## [Action item]
All the entries below should be reproduced exactly.

Saved data entries
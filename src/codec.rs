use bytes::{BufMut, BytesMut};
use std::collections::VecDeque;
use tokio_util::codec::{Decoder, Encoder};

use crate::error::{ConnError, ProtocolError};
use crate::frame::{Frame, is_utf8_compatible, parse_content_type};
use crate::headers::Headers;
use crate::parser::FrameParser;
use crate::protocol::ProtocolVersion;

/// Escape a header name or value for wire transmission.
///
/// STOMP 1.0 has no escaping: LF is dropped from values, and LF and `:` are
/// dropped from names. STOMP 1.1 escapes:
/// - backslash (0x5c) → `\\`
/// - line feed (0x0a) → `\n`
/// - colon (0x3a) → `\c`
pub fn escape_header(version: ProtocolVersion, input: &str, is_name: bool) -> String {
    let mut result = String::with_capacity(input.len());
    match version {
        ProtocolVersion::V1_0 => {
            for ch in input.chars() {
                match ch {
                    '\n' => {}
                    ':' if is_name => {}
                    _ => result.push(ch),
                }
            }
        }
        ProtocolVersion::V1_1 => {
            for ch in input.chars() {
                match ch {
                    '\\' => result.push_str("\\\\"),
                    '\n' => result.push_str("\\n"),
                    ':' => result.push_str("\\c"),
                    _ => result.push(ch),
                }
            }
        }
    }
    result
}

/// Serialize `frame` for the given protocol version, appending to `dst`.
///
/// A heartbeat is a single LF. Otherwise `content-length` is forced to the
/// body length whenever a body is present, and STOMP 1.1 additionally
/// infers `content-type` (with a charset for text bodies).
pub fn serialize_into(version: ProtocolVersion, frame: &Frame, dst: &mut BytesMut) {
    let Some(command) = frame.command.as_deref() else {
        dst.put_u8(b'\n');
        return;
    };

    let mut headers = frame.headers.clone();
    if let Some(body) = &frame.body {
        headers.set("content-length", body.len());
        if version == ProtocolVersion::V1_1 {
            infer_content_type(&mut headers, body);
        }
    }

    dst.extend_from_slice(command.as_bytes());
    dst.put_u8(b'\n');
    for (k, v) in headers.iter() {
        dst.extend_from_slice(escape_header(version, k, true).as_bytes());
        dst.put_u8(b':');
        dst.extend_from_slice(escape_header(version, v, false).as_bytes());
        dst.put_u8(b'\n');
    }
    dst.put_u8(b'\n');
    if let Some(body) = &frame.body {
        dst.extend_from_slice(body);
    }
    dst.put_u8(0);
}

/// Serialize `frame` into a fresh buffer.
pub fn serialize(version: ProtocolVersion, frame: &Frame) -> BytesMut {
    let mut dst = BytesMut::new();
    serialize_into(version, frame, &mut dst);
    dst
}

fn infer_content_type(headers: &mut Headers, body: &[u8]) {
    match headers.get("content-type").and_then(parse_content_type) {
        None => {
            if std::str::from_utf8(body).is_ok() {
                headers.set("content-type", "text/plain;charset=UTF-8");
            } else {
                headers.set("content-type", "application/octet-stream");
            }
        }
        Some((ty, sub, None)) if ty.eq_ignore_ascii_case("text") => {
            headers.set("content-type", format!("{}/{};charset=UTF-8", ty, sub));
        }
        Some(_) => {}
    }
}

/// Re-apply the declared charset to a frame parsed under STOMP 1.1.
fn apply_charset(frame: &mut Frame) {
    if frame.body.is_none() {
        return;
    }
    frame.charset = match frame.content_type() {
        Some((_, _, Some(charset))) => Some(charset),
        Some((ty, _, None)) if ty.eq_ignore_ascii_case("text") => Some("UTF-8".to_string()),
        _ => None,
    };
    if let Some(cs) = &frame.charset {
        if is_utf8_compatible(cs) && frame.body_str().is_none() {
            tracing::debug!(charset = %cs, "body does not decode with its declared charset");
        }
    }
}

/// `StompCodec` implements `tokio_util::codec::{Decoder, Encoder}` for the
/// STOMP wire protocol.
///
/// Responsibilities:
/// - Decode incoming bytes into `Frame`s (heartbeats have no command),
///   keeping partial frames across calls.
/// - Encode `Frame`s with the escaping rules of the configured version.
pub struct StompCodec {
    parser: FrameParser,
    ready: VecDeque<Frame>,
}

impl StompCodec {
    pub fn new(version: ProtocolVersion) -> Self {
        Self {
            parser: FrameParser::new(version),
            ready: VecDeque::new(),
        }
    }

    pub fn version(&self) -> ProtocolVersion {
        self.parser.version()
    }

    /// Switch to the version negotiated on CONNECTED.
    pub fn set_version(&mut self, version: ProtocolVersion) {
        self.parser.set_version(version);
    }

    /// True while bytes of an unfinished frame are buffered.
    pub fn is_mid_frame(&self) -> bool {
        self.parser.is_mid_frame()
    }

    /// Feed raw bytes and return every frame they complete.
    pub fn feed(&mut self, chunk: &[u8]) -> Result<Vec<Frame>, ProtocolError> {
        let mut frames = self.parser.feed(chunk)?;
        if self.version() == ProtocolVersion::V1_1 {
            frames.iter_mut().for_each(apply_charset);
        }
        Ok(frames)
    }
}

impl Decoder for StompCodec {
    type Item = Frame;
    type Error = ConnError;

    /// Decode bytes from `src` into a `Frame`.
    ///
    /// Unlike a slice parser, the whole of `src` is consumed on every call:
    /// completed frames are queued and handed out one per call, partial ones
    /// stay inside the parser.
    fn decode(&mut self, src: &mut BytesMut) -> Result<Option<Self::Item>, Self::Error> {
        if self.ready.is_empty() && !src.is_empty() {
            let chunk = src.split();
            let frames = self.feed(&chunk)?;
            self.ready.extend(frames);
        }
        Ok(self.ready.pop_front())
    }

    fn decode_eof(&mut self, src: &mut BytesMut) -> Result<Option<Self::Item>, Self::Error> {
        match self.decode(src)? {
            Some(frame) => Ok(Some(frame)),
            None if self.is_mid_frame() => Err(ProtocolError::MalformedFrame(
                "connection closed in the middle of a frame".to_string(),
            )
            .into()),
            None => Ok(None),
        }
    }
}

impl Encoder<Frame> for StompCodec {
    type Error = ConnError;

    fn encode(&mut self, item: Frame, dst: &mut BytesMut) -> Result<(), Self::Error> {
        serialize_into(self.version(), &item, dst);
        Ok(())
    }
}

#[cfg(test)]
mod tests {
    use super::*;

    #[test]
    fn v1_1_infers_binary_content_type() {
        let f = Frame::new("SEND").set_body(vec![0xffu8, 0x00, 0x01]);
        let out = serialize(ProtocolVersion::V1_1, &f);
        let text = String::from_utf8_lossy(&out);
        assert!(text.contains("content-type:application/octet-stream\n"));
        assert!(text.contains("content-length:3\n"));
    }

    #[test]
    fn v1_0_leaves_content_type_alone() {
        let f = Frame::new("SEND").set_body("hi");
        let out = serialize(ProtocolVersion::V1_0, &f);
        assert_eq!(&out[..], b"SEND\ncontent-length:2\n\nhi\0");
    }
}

## [Response below]
filename src/codec.rs
use bytes::{BufMut, BytesMut};
use std::collections::VecDeque;
use tokio_util::codec::{Decoder, Encoder};

use crate::error::{ConnError, ProtocolError};
use crate::frame::{Frame, is_utf8_compatible, parse_content_type};
use crate::headers::Headers;
use crate::parser::FrameParser;
use crate::protocol::ProtocolVersion;

/// Escape a header name or value for wire transmission.
///
/// STOMP 1.0 has no escaping: LF is dropped from values, and LF and `:` are
/// dropped from names. STOMP 1.1 escapes:
/// - backslash (0x5c) → `\\`
/// - line feed (0x0a) → `\n`
/// - colon (0x3a) → `\c`
pub fn escape_header(version: ProtocolVersion, input: &str, is_name: bool) -> String {
    let mut result = String::with_capacity(input.len());
    match version {
        ProtocolVersion::V1_0 => {
            for ch in input.chars() {
                match ch {
                    '\n' => {}
                    ':' if is_name => {}
                    _ => result.push(ch),
                }
            }
        }
        ProtocolVersion::V1_1 => {
            for ch in input.chars() {
                match ch {
                    '\\' => result.push_str("\\\\"),
                    '\n' => result.push_str("\\n"),
                    ':' => result.push_str("\\c"),
                    _ => result.push(ch),
                }
            }
        }
    }
    result
}

/// Serialize `frame` for the given protocol version, appending to `dst`.
///
/// A heartbeat is a single LF. Otherwise `content-length` is forced to the
/// body length whenever a body is present, and STOMP 1.1 additionally
/// infers `content-type` (with a charset for text bodies).
pub fn serialize_into(version: ProtocolVersion, frame: &Frame, dst: &mut BytesMut) {
    let Some(command) = frame.command.as_deref() else {
        dst.put_u8(b'\n');
        return;
    };

    let mut headers = frame.headers.clone();
    if let Some(body) = &frame.body {
        headers.set("content-length", body.len());
        if version == ProtocolVersion::V1_1 {
            infer_content_type(&mut headers, body);
        }
    }

    dst.extend_from_slice(command.as_bytes());
    dst.put_u8(b'\n');
    for (k, v) in headers.iter() {
        dst.extend_from_slice(escape_header(version, k, true).as_bytes());
        dst.put_u8(b':');
        dst.extend_from_slice(escape_header(version, v, false).as_bytes());
        dst.put_u8(b'\n');
    }
    dst.put_u8(b'\n');
    if let Some(body) = &frame.body {
        dst.extend_from_slice(body);
    }
    dst.put_u8(0);
}

/// Serialize `frame` into a fresh buffer.
pub fn serialize(version: ProtocolVersion, frame: &Frame) -> BytesMut {
    let mut dst = BytesMut::new();
    serialize_into(version, frame, &mut dst);
    dst
}

fn infer_content_type(headers: &mut Headers, body: &[u8]) {
    match headers.get("content-type").and_then(parse_content_type) {
        None => {
            if std::str::from_utf8(body).is_ok() {
                headers.set("content-type", "text/plain;charset=UTF-8");
            } else {
                headers.set("content-type", "application/octet-stream");
            }
        }
        Some((ty, sub, None)) if ty.eq_ignore_ascii_case("text") => {
            headers.set("content-type", format!("{}/{};charset=UTF-8", ty, sub));
        }
        Some(_) => {}
    }
}

/// Re-apply the declared charset to a frame parsed under STOMP 1.1.
fn apply_charset(frame: &mut Frame) {
    if frame.body.is_none() {
        return;
    }
    frame.charset = match frame.content_type() {
        Some((_, _, Some(charset))) => Some(charset),
        Some((ty, _, None)) if ty.eq_ignore_ascii_case("text") => Some("UTF-8".to_string()),
        _ => None,
    };
    if let Some(cs) = &frame.charset {
        if is_utf8_compatible(cs) && frame.body_str().is_none() {
            tracing::debug!(charset = %cs, "body does not decode with its declared charset");
        }
    }
}

/// `StompCodec` implements `tokio_util::codec::{Decoder, Encoder}` for the
/// STOMP wire protocol.
///
/// Responsibilities:
/// - Decode incoming bytes into `Frame`s (heartbeats have no command),
///   keeping partial frames across calls.
/// - Encode `Frame`s with the escaping rules of the configured version.
pub struct StompCodec {
    parser: FrameParser,
    ready: VecDeque<Frame>,
}

impl StompCodec {
    pub fn new(version: ProtocolVersion) -> Self {
        Self {
            parser: FrameParser::new(version),
            ready: VecDeque::new(),
        }
    }

    pub fn version(&self) -> ProtocolVersion {
        self.parser.version()
    }

    /// Switch to the version negotiated on CONNECTED.
    pub fn set_version(&mut self, version: ProtocolVersion) {
        self.parser.set_version(version);
    }

    /// True while bytes of an unfinished frame are buffered.
    pub fn is_mid_frame(&self) -> bool {
        self.parser.is_mid_frame()
    }

    /// Feed raw bytes and return every frame they complete.
    pub fn feed(&mut self, chunk: &[u8]) -> Result<Vec<Frame>, ProtocolError> {
        let mut frames = self.parser.feed(chunk)?;
        if self.version() == ProtocolVersion::V1_1 {
            frames.iter_mut().for_each(apply_charset);
        }
        Ok(frames)
    }
}

impl Decoder for StompCodec {
    type Item = Frame;
    type Error = ConnError;

    /// Decode bytes from `src` into a `Frame`.
    ///
    /// Unlike a slice parser, the whole of `src` is consumed on every call:
    /// completed frames are queued and handed out one per call, partial ones
    /// stay inside the parser.
    fn decode(&mut self, src: &mut BytesMut) -> Result<Option<Self::Item>, Self::Error> {
        if self.ready.is_empty() && !src.is_empty() {
            let chunk = src.split();
            let frames = self.feed(&chunk)?;
            self.ready.extend(frames);
        }
        Ok(self.ready.pop_front())
    }

    fn decode_eof(&mut self, src: &mut BytesMut) -> Result<Option<Self::Item>, Self::Error> {
        match self.decode(src)? {
            Some(frame) => Ok(Some(frame)),
            None if self.is_mid_frame() => Err(ProtocolError::MalformedFrame(
                "connection closed in the middle of a frame".to_string(),
            )
            .into()),
            None => Ok(None),
        }
    }
}

impl Encoder<Frame> for StompCodec {
    type Error = ConnError;

    fn encode(&mut self, item: Frame, dst: &mut BytesMut) -> Result<(), Self::Error> {
        serialize_into(self.version(), &item, dst);
        Ok(())
    }
}

#[cfg(test)]
mod tests {
    use super::*;

    #[test]
    fn v1_1_infers_binary_content_type() {
        let f = Frame::new("SEND").set_body(vec![0xffu8, 0x00, 0x01]);
        let out = serialize(ProtocolVersion::V1_1, &f);
        let text = String::from_utf8_lossy(&out);
        assert!(text.contains("content-type:application/octet-stream\n"));
        assert!(text.contains("content-length:3\n"));
    }

    #[test]
    fn v1_0_leaves_content_type_alone() {
        let f = Frame::new("SEND").set_body("hi");
        let out = serialize(ProtocolVersion::V1_0, &f);
        assert_eq!(&out[..], b"SEND\ncontent-length:2\n\nhi\0");
    }
}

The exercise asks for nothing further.